Work required: Skip all lines in the entries below that come before the one containing "blob store results.". Repeat that line and the rest exactly.
==*==
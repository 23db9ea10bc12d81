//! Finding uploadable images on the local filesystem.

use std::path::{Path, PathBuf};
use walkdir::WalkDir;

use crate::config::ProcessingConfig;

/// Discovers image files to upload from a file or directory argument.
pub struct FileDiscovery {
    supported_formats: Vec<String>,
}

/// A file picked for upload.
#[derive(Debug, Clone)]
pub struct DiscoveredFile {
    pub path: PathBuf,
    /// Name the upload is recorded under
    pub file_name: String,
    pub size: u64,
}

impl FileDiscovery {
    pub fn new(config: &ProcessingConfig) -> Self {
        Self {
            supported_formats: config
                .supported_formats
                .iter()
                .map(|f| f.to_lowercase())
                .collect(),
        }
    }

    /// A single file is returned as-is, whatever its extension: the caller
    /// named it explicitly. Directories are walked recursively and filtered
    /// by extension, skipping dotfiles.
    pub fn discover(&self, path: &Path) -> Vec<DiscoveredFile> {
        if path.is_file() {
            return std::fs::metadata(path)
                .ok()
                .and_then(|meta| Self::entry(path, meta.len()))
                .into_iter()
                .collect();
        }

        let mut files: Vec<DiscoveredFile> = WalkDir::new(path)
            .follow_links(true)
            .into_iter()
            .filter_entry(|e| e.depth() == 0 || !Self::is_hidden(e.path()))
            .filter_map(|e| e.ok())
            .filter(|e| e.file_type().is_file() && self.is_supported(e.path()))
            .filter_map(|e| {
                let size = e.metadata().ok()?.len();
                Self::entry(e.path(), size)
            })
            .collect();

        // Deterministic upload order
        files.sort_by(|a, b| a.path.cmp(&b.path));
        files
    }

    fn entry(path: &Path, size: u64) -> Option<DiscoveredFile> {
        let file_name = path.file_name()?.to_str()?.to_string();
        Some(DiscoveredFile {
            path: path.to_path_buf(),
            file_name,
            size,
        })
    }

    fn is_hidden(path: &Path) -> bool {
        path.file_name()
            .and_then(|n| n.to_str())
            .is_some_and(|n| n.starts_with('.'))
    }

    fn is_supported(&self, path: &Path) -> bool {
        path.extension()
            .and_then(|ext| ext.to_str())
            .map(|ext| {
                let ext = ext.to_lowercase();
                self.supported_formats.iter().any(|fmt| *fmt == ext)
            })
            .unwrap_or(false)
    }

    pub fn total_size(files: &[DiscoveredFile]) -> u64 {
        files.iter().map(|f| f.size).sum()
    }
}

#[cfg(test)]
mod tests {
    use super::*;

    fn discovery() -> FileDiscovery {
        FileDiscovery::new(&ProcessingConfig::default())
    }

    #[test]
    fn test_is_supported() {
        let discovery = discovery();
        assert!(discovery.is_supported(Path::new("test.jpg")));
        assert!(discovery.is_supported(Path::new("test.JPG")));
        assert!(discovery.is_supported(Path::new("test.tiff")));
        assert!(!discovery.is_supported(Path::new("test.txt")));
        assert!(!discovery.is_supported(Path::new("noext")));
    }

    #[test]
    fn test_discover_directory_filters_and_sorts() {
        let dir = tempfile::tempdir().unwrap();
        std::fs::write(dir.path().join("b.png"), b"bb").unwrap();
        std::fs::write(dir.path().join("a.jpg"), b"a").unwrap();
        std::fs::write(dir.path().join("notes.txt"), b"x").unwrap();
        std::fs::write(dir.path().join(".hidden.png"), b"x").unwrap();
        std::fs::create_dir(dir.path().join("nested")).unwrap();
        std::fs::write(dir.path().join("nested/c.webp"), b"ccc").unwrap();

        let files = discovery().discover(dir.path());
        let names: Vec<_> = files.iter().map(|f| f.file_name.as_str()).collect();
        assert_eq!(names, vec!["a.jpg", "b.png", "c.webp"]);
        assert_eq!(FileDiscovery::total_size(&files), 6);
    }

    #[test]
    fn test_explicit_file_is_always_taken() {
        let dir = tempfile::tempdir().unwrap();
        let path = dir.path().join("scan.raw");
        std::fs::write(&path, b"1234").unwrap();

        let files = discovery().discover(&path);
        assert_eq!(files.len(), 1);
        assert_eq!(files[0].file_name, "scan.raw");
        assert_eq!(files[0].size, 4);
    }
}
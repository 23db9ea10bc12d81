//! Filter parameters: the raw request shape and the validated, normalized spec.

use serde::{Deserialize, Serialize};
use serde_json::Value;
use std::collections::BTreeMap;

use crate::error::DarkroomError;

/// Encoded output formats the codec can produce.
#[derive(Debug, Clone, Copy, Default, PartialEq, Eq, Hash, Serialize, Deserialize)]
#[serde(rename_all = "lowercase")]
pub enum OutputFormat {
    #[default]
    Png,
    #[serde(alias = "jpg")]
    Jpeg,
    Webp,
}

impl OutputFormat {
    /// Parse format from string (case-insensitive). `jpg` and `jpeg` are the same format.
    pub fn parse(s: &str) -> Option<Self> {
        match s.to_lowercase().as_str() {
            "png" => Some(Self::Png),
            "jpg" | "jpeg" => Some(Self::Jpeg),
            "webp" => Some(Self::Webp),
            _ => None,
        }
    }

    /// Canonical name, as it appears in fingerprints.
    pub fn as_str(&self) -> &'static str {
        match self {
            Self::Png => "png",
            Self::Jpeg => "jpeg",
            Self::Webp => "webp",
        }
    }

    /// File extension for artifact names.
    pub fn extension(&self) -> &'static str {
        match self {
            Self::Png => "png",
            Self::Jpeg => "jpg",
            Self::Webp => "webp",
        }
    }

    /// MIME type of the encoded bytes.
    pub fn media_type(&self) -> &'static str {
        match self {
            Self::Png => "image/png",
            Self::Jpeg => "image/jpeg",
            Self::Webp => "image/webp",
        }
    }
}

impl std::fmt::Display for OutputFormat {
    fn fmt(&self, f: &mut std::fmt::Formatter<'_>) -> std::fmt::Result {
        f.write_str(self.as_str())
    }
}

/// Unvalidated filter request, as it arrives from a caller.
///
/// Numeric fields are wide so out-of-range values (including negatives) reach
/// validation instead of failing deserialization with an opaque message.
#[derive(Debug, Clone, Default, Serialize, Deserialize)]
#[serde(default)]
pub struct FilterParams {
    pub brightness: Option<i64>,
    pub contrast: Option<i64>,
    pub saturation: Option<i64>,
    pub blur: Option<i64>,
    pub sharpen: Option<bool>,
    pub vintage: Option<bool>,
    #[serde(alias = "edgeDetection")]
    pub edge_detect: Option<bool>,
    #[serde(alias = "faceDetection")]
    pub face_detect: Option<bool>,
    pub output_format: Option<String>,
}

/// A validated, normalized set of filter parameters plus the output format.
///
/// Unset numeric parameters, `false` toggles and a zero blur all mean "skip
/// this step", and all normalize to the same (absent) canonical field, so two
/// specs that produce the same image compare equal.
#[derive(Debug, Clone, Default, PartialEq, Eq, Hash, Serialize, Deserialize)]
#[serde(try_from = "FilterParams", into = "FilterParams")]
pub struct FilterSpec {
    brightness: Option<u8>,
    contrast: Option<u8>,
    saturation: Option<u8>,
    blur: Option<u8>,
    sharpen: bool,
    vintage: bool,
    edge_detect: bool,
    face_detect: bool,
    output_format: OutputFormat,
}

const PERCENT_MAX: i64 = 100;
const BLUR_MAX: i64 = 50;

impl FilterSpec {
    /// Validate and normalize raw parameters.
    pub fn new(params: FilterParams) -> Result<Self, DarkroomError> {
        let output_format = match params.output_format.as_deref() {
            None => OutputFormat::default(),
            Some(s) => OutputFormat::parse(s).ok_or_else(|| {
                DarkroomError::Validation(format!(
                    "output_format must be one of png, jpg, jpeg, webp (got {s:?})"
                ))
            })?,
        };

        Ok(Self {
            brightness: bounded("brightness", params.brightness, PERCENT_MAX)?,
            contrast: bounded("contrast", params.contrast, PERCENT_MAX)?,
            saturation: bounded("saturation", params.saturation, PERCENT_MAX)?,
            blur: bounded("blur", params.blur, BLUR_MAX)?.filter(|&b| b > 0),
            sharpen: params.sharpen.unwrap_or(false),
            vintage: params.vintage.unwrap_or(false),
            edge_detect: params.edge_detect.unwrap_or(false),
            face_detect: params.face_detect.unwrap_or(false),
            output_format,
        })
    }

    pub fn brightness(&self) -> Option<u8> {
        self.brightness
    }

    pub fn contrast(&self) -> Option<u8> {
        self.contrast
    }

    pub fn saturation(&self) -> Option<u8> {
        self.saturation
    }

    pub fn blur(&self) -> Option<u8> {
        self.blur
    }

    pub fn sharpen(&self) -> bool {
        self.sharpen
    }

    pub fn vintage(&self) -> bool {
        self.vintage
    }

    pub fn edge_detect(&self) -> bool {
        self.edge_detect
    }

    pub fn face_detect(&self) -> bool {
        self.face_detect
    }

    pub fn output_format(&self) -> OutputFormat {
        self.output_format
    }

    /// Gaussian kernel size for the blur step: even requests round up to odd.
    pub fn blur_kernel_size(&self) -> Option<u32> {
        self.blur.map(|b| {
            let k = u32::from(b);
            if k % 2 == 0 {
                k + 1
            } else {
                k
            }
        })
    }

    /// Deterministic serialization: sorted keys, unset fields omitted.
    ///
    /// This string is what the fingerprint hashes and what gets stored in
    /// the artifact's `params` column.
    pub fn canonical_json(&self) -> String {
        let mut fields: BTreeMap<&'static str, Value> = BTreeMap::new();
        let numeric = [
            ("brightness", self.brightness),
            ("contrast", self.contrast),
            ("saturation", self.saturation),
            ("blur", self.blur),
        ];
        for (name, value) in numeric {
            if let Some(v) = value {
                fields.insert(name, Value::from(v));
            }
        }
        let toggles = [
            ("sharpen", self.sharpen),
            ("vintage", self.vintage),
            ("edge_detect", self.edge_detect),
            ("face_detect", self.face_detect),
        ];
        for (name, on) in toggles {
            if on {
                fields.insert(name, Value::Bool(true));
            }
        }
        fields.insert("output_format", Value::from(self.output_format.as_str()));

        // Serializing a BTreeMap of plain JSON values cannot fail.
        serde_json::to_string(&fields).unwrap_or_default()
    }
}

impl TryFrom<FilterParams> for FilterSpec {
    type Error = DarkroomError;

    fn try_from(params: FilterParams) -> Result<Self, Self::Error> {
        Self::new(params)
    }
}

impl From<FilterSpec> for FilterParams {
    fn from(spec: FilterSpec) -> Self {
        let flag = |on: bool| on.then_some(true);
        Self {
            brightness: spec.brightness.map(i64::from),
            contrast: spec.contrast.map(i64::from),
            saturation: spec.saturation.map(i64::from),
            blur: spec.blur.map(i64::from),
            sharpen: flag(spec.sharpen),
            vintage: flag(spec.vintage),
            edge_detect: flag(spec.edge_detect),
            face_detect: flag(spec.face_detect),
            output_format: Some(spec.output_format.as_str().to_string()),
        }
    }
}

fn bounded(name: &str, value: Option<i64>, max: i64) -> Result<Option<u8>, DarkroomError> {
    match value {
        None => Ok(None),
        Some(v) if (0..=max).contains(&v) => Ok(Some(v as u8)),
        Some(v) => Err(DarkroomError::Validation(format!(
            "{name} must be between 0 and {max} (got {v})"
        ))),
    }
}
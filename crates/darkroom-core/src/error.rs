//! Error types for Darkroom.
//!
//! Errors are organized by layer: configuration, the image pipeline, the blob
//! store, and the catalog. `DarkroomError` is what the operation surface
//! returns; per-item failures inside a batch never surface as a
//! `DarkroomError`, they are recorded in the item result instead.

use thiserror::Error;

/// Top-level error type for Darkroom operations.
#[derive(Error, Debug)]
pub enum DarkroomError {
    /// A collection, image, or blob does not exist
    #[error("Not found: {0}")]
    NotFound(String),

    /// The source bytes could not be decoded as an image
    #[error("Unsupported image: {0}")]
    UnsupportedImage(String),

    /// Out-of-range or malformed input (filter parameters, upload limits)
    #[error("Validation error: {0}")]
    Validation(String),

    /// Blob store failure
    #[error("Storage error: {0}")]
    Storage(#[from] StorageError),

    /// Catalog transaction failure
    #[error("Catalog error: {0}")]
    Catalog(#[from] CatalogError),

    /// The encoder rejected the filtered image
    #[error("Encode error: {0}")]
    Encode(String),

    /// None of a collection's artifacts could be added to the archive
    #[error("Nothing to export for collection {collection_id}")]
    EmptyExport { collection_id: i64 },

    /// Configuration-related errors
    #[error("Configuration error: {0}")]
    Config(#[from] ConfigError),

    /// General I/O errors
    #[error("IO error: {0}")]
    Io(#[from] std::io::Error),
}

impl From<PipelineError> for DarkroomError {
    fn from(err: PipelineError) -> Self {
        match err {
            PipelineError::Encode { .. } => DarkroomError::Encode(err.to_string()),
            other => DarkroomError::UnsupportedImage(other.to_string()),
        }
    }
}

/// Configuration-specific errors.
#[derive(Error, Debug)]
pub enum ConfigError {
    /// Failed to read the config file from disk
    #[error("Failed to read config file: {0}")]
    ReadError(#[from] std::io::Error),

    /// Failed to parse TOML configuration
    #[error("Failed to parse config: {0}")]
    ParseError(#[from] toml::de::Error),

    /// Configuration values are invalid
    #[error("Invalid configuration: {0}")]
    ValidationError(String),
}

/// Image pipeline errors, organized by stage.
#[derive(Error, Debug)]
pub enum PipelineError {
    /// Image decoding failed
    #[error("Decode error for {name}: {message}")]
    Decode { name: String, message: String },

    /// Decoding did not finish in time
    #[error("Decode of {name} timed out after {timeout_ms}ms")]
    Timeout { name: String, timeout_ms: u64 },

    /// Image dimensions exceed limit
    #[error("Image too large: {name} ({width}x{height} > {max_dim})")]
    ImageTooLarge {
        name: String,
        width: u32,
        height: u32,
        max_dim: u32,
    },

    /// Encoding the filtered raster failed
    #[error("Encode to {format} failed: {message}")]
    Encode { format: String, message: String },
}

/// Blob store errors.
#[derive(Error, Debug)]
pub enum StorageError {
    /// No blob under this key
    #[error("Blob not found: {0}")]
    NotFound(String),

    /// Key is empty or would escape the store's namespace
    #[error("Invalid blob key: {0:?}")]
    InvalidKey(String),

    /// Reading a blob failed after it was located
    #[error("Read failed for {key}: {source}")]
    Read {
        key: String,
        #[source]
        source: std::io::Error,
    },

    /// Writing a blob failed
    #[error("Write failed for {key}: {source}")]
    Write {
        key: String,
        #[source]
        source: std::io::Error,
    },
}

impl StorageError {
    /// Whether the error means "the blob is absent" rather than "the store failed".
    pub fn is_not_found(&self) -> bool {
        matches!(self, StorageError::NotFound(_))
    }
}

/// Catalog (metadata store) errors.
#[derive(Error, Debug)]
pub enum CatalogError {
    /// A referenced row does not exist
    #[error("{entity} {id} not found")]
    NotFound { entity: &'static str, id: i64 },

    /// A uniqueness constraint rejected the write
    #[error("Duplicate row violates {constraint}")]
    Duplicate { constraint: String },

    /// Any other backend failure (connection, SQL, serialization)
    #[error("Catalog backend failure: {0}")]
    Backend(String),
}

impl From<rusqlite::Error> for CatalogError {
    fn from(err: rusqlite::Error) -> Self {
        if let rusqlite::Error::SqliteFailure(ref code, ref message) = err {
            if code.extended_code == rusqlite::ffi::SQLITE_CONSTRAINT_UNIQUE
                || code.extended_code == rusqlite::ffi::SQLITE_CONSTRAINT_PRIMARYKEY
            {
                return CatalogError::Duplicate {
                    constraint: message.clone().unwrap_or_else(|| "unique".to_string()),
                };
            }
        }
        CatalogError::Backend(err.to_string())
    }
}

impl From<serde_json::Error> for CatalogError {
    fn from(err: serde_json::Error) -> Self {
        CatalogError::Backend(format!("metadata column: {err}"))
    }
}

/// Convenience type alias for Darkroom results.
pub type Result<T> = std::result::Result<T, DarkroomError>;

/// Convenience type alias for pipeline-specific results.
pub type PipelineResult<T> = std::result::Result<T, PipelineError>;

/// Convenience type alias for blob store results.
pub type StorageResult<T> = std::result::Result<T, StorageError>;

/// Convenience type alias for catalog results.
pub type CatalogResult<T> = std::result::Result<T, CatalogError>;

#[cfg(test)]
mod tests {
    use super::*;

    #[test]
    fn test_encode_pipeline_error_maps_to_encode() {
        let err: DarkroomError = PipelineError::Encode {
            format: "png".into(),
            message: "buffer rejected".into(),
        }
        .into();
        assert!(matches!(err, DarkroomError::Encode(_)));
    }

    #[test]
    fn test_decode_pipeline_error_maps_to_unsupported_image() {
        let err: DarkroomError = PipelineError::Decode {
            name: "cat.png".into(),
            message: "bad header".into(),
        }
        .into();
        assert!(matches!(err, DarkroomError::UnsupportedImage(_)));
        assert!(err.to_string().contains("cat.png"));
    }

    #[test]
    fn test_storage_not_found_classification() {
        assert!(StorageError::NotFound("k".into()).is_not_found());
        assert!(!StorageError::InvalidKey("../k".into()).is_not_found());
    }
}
==*==
Your response:
/// Convenience type alias for blob store results.
pub type StorageResult<T> = std::result::Result<T, StorageError>;

/// Convenience type alias for catalog results.
pub type CatalogResult<T> = std::result::Result<T, CatalogError>;

#[cfg(test)]
mod tests {
    use super::*;

    #[test]
    fn test_encode_pipeline_error_maps_to_encode() {
        let err: DarkroomError = PipelineError::Encode {
            format: "png".into(),
            message: "buffer rejected".into(),
        }
        .into();
        assert!(matches!(err, DarkroomError::Encode(_)));
    }

    #[test]
    fn test_decode_pipeline_error_maps_to_unsupported_image() {
        let err: DarkroomError = PipelineError::Decode {
            name: "cat.png".into(),
            message: "bad header".into(),
        }
        .into();
        assert!(matches!(err, DarkroomError::UnsupportedImage(_)));
        assert!(err.to_string().contains("cat.png"));
    }

    #[test]
    fn test_storage_not_found_classification() {
        assert!(StorageError::NotFound("k".into()).is_not_found());
        assert!(!StorageError::InvalidKey("../k".into()).is_not_found());
    }
}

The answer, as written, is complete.